I have never held a gun in my life. I ignored those classes at school where they taught us. All those talks, those manly talks of theirs, made me physically sick. But today, what use I would have made of all those skills.
I am afraid, so afraid of death, of pain, of possible injuries, and afraid to take up a gun. And at the same time, out of laziness and love of comfort, I only stopped hiding after the eighth air raid siren.
I already miss the little things that made being me: our small talk, a coffee in a neat coffee shop near St. Michael’s Cathedral, long solitary walks from Kostelna Street to Podil, my constantly growing pile of books, my wonderful office overlooking Maidan, the smell of old and ill-preserved archival files. But above all, I miss the world of yesterday. A world where I was in charge of my stupid little life. A world where I could read, burn electricity all day long, go easy on self-deprecating thoughts or the next cup of coffee, listen to music, go to bed whenever I want. Those times are gone. Now you have to overcome your fears and do something.
—Andriy Fert has left Kyvi and is still moving.
Denial took about five minutes. How many times have I told myself not to check my phone at night? The New York Times’s headline shot me somewhere in the stomach, right into the cold twisted hollow of it. This can’t be happening.
Pain came in short bursts. There was no time for pain. I had to move. I had to function. News pumped up my heart, moved my diaphragm up and down, even gave me some mojo to keep my brain from shutting off. Call home. News. Work. News. Call home. Work.
Now all I have is rage. Ukrainian curse words are so vibrant and variable. You can make any short sentence unequivocal with only 4–5 words. English doesn’t even come close. I’m mad, and madly proud, and madly tired, and madly in love with my country, with my army, and every person who supports Ukraine today.

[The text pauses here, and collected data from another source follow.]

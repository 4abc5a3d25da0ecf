//! Property tests for the string codec against a Vec-backed guest heap.

use hostbridge_primitives::codec::{decode_utf8, encode_string, utf16_len, GuestAllocator};
use proptest::prelude::*;

/// Bump heap whose `realloc` always moves and poisons the old region.
struct Heap {
    mem: Vec<u8>,
    bump: u32,
}

impl Heap {
    fn new() -> Self {
        Self { mem: vec![0; 64], bump: 8 }
    }

    fn reserve(&mut self, size: u32) -> u32 {
        let ptr = self.bump;
        self.bump += size.max(1);
        if self.mem.len() < self.bump as usize {
            self.mem.resize(self.bump as usize, 0);
        }
        ptr
    }
}

impl GuestAllocator for Heap {
    type Error = std::convert::Infallible;

    fn malloc(&mut self, size: u32) -> Result<u32, Self::Error> {
        Ok(self.reserve(size))
    }

    fn realloc(&mut self, ptr: u32, old: u32, new: u32) -> Result<u32, Self::Error> {
        let dst = self.reserve(new);
        let keep = old.min(new) as usize;
        let src = ptr as usize;
        self.mem.copy_within(src..src + keep, dst as usize);
        self.mem[src..src + old as usize].fill(0xAA);
        Ok(dst)
    }

    fn write(&mut self, ptr: u32, bytes: &[u8]) -> Result<(), Self::Error> {
        let start = ptr as usize;
        self.mem[start..start + bytes.len()].copy_from_slice(bytes);
        Ok(())
    }
}

fn round_trip(text: &str) -> String {
    let mut heap = Heap::new();
    let (ptr, len) = encode_string(&mut heap, text).unwrap();
    decode_utf8(&heap.mem[ptr as usize..(ptr + len) as usize]).unwrap()
}

proptest! {
    #[test]
    fn round_trips_any_text(text in any::<String>()) {
        prop_assert_eq!(round_trip(&text), text);
    }

    #[test]
    fn round_trips_ascii(text in "[ -~]{0,300}") {
        prop_assert_eq!(round_trip(&text), text);
    }

    #[test]
    fn ascii_prefix_then_one_multibyte(prefix in "[a-zA-Z0-9_]{0,1024}", tail in any::<char>()) {
        let text = format!("{prefix}{tail}");
        let mut heap = Heap::new();
        let (ptr, len) = encode_string(&mut heap, &text).unwrap();
        let bytes = &heap.mem[ptr as usize..(ptr + len) as usize];
        prop_assert_eq!(&bytes[..prefix.len()], prefix.as_bytes());
        prop_assert_eq!(len as usize, text.len());
        prop_assert!(text.len() <= prefix.len() + 3 * utf16_len(&tail.to_string()));
    }

    #[test]
    fn decode_rejects_what_std_rejects(bytes in proptest::collection::vec(any::<u8>(), 0..64)) {
        prop_assert_eq!(decode_utf8(&bytes).is_ok(), std::str::from_utf8(&bytes).is_ok());
    }
}
impl GraphicsApi for MemHost {
    fn create_object(&mut self, ctx: ContextId, kind: GlObjectKind) -> Option<GlObject> {
        self.live(ctx)?.create_object(kind)
    }

    fn create_shader(&mut self, ctx: ContextId, shader_type: u32) -> Option<GlObject> {
        self.live(ctx)?.create_shader(shader_type)
    }

    fn delete_object(&mut self, ctx: ContextId, object: Option<GlObject>) {
        if let Some(c) = self.live(ctx) {
            c.delete_object(object);
        }
    }

    fn bind_buffer(&mut self, ctx: ContextId, target: u32, buffer: Option<GlObject>) {
        if let Some(c) = self.live(ctx) {
            c.bind_buffer(target, buffer);
        }
    }

    fn bind_buffer_base(&mut self, ctx: ContextId, target: u32, index: u32, buffer: Option<GlObject>) {
        if let Some(c) = self.live(ctx) {
            c.bind_buffer_base(target, index, buffer);
        }
    }

    fn bind_texture(&mut self, ctx: ContextId, target: u32, texture: Option<GlObject>) {
        if let Some(c) = self.live(ctx) {
            c.bind_texture(target, texture);
        }
    }

    fn bind_framebuffer(&mut self, ctx: ContextId, target: u32, framebuffer: Option<GlObject>) {
        if let Some(c) = self.live(ctx) {
            c.bind_framebuffer(target, framebuffer);
        }
    }

    fn bind_vertex_array(&mut self, ctx: ContextId, vao: Option<GlObject>) {
        if let Some(c) = self.live(ctx) {
            c.bind_vertex_array(vao);
        }
    }

    fn buffer_data(&mut self, ctx: ContextId, target: u32, data: &[u8], usage: u32) {
        if let Some(c) = self.live(ctx) {
            c.buffer_data(target, data, usage);
        }
    }

    fn buffer_sub_data(&mut self, ctx: ContextId, target: u32, offset: i32, data: &[u8]) {
        if let Some(c) = self.live(ctx) {
            c.buffer_sub_data(target, offset, data);
        }
    }

    fn tex_image_2d(&mut self, ctx: ContextId, desc: TexImage, pixels: Option<&[u8]>) -> Result<(), HostException> {
        let max_texture_size = self.config.max_texture_size;
        self.live_or_throw(ctx)?.tex_image_2d(desc, pixels, max_texture_size)
    }

    fn tex_sub_image_2d(
        &mut self,
        ctx: ContextId,
        desc: TexSubImage,
        pixels: Option<&[u8]>,
    ) -> Result<(), HostException> {
        self.live_or_throw(ctx)?.tex_sub_image_2d(desc, pixels)
    }

    fn read_pixels(
        &mut self,
        ctx: ContextId,
        area: PixelRect,
        format: u32,
        ty: u32,
        out: &mut [u8],
    ) -> Result<(), HostException> {
        self.live_or_throw(ctx)?.read_pixels(area, format, ty, out)
    }

    fn tex_parameteri(&mut self, ctx: ContextId, target: u32, pname: u32, param: i32) {
        if let Some(c) = self.live(ctx) {
            c.tex_parameteri(target, pname, param);
        }
    }

    fn pixel_storei(&mut self, ctx: ContextId, pname: u32, param: i32) {
        if let Some(c) = self.live(ctx) {
            c.pixel_storei(pname, param);
        }
    }

    fn active_texture(&mut self, ctx: ContextId, unit: u32) {
        if let Some(c) = self.live(ctx) {
            c.active_texture(unit);
        }
    }

    fn generate_mipmap(&mut self, ctx: ContextId, target: u32) {
        if let Some(c) = self.live(ctx) {
            c.generate_mipmap(target);
        }
    }

    fn shader_source(&mut self, ctx: ContextId, shader: GlObject, source: &str) {
        if let Some(c) = self.live(ctx) {
            c.shader_source(shader, source);
        }
    }

    fn compile_shader(&mut self, ctx: ContextId, shader: GlObject) {
        if let Some(c) = self.live(ctx) {
            c.compile_shader(shader);
        }
    }

    fn shader_parameter(&mut self, ctx: ContextId, shader: GlObject, pname: u32) -> HostValue {
        self.live(ctx)
            .map_or(HostValue::Null, |c| c.shader_parameter(shader, pname))
    }

    fn shader_info_log(&self, ctx: ContextId, shader: GlObject) -> Option<String> {
        self.context(ctx)?.shader_info_log(shader)
    }

    fn attach_shader(&mut self, ctx: ContextId, program: GlObject, shader: GlObject) {
        if let Some(c) = self.live(ctx) {
            c.attach_shader(program, shader);
        }
    }

    fn link_program(&mut self, ctx: ContextId, program: GlObject) {
        if let Some(c) = self.live(ctx) {
            c.link_program(program);
        }
    }

    fn program_parameter(&mut self, ctx: ContextId, program: GlObject, pname: u32) -> HostValue {
        self.live(ctx)
            .map_or(HostValue::Null, |c| c.program_parameter(program, pname))
    }

    fn program_info_log(&self, ctx: ContextId, program: GlObject) -> Option<String> {
        self.context(ctx)?.program_info_log(program)
    }

    fn use_program(&mut self, ctx: ContextId, program: Option<GlObject>) {
        if let Some(c) = self.live(ctx) {
            c.use_program(program);
        }
    }

    fn uniform_location(&mut self, ctx: ContextId, program: GlObject, name: &str) -> Option<UniformLocation> {
        self.live(ctx)?.uniform_location(program, name)
    }

    fn active_uniform(&mut self, ctx: ContextId, program: GlObject, index: u32) -> Option<ActiveInfo> {
        self.live(ctx)?.active_uniform(program, index)
    }

    fn uniform_block_index(&mut self, ctx: ContextId, program: GlObject, name: &str) -> u32 {
        self.live(ctx)
            .map_or(crate::gl::INVALID_INDEX, |c| c.uniform_block_index(program, name))
    }

    fn uniform_block_binding(&mut self, ctx: ContextId, program: GlObject, index: u32, binding: u32) {
        if let Some(c) = self.live(ctx) {
            c.uniform_block_binding(program, index, binding);
        }
    }

    fn uniform_f32(&mut self, ctx: ContextId, location: Option<UniformLocation>, values: &[f32]) {
        if let Some(c) = self.live(ctx) {
            c.uniform_f32(location, values);
        }
    }

    fn uniform_i32(&mut self, ctx: ContextId, location: Option<UniformLocation>, value: i32) {
        if let Some(c) = self.live(ctx) {
            c.uniform_i32(location, value);
        }
    }

    fn uniform_matrix4fv(
        &mut self,
        ctx: ContextId,
        location: Option<UniformLocation>,
        transpose: bool,
        values: &[f32],
    ) {
        if let Some(c) = self.live(ctx) {
            c.uniform_matrix4fv(location, transpose, values);
        }
    }

    fn enable_vertex_attrib_array(&mut self, ctx: ContextId, index: u32) {
        if let Some(c) = self.live(ctx) {
            c.enable_vertex_attrib_array(index);
        }
    }

    fn vertex_attrib_pointer(&mut self, ctx: ContextId, attrib: VertexAttrib) {
        if let Some(c) = self.live(ctx) {
            c.vertex_attrib_pointer(attrib);
        }
    }

    fn set_capability(&mut self, ctx: ContextId, cap: u32, enabled: bool) {
        if let Some(c) = self.live(ctx) {
            c.set_capability(cap, enabled);
        }
    }

    fn blend_func_separate(&mut self, ctx: ContextId, src_rgb: u32, dst_rgb: u32, src_alpha: u32, dst_alpha: u32) {
        if let Some(c) = self.live(ctx) {
            c.blend_func_separate(src_rgb, dst_rgb, src_alpha, dst_alpha);
        }
    }

    fn blend_equation_separate(&mut self, ctx: ContextId, mode_rgb: u32, mode_alpha: u32) {
        if let Some(c) = self.live(ctx) {
            c.blend_equation_separate(mode_rgb, mode_alpha);
        }
    }

    fn depth_func(&mut self, ctx: ContextId, func: u32) {
        if let Some(c) = self.live(ctx) {
            c.depth_func(func);
        }
    }

    fn depth_mask(&mut self, ctx: ContextId, flag: bool) {
        if let Some(c) = self.live(ctx) {
            c.depth_mask(flag);
        }
    }

    fn color_mask(&mut self, ctx: ContextId, mask: [bool; 4]) {
        if let Some(c) = self.live(ctx) {
            c.set_color_mask(mask);
        }
    }

    fn stencil_func(&mut self, ctx: ContextId, func: u32, reference: i32, mask: u32) {
        if let Some(c) = self.live(ctx) {
            c.stencil_func(func, reference, mask);
        }
    }

    fn stencil_op(&mut self, ctx: ContextId, fail: u32, zfail: u32, zpass: u32) {
        if let Some(c) = self.live(ctx) {
            c.stencil_op(fail, zfail, zpass);
        }
    }

    fn stencil_mask(&mut self, ctx: ContextId, mask: u32) {
        if let Some(c) = self.live(ctx) {
            c.stencil_mask(mask);
        }
    }

    fn cull_face(&mut self, ctx: ContextId, mode: u32) {
        if let Some(c) = self.live(ctx) {
            c.set_cull_face(mode);
        }
    }

    fn viewport(&mut self, ctx: ContextId, rect: PixelRect) {
        if let Some(c) = self.live(ctx) {
            c.set_viewport(rect);
        }
    }

    fn scissor(&mut self, ctx: ContextId, rect: PixelRect) {
        if let Some(c) = self.live(ctx) {
            c.set_scissor(rect);
        }
    }

    fn clear(&mut self, ctx: ContextId, mask: u32) {
        if let Some(c) = self.live(ctx) {
            c.clear(mask);
        }
    }

    fn clear_color(&mut self, ctx: ContextId, rgba: [f32; 4]) {
        if let Some(c) = self.live(ctx) {
            c.set_clear_color(rgba);
        }
    }

    fn clear_depth(&mut self, ctx: ContextId, depth: f32) {
        if let Some(c) = self.live(ctx) {
            c.set_clear_depth(depth);
        }
    }

    fn clear_stencil(&mut self, ctx: ContextId, stencil: i32) {
        if let Some(c) = self.live(ctx) {
            c.set_clear_stencil(stencil);
        }
    }

    fn draw_arrays(&mut self, ctx: ContextId, mode: u32, first: i32, count: i32) {
        if let Some(c) = self.live(ctx) {
            c.draw_arrays(mode, first, count);
        }
    }

    fn draw_elements(&mut self, ctx: ContextId, mode: u32, count: i32, ty: u32, offset: i32) {
        if let Some(c) = self.live(ctx) {
            c.draw_elements(mode, count, ty, offset);
        }
    }

    fn framebuffer_texture_2d(
        &mut self,
        ctx: ContextId,
        target: u32,
        attachment: u32,
        textarget: u32,
        texture: Option<GlObject>,
        level: i32,
    ) {
        if let Some(c) = self.live(ctx) {
            c.framebuffer_texture_2d(target, attachment, textarget, texture, level);
        }
    }

    fn check_framebuffer_status(&mut self, ctx: ContextId, target: u32) -> u32 {
        self.live(ctx)
            .map_or(0, |c| c.check_framebuffer_status(target))
    }

    /// Names match case-insensitively; the configured spelling is returned.
    fn get_extension(&mut self, ctx: ContextId, name: &str) -> Result<Option<String>, HostException> {
        let found = self
            .config
            .extensions
            .iter()
            .find(|e| e.eq_ignore_ascii_case(name))
            .cloned();
        let c = self.live_or_throw(ctx)?;
        if let Some(ext) = &found {
            c.enable_extension(ext);
        }
        Ok(found)
    }

    fn get_parameter(&mut self, ctx: ContextId, pname: u32) -> Result<HostValue, HostException> {
        let max_texture_size = self.config.max_texture_size;
        Ok(self.live_or_throw(ctx)?.get_parameter(pname, max_texture_size))
    }

    fn get_error(&mut self, ctx: ContextId) -> u32 {
        self.contexts
            .get_mut(ctx.0 as usize)
            .map_or(crate::gl::NO_ERROR, GlContext::get_error)
    }
}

Grief will come. Reflection will come. And acceptance, too. When the war ends, Ukraine will stand, bruised and battered, but strong as ever.
—Alina Zhurbenko remains in Sumy, eastern Ukraine.
I’ve never believed in miracles.
But yesterday, two of my brave sisters gave birth to wonderful baby boys. Precisely on March 2, the birthday of my dear mom, who is struggling now with a deadly disease.
Like other children born during this trying time, my nephews are children of war. In addition to their mothers’ voices, they have already heard air raid alarms. Their sweet dreams were interrupted when hospital workers hid them in bomb shelters.
But also, they are citizens of a free country, where life takes over death.
Despite all odds, Ukraine will prevail!
p.s. I am extremely happy to become a цьоця (aunt) again and again.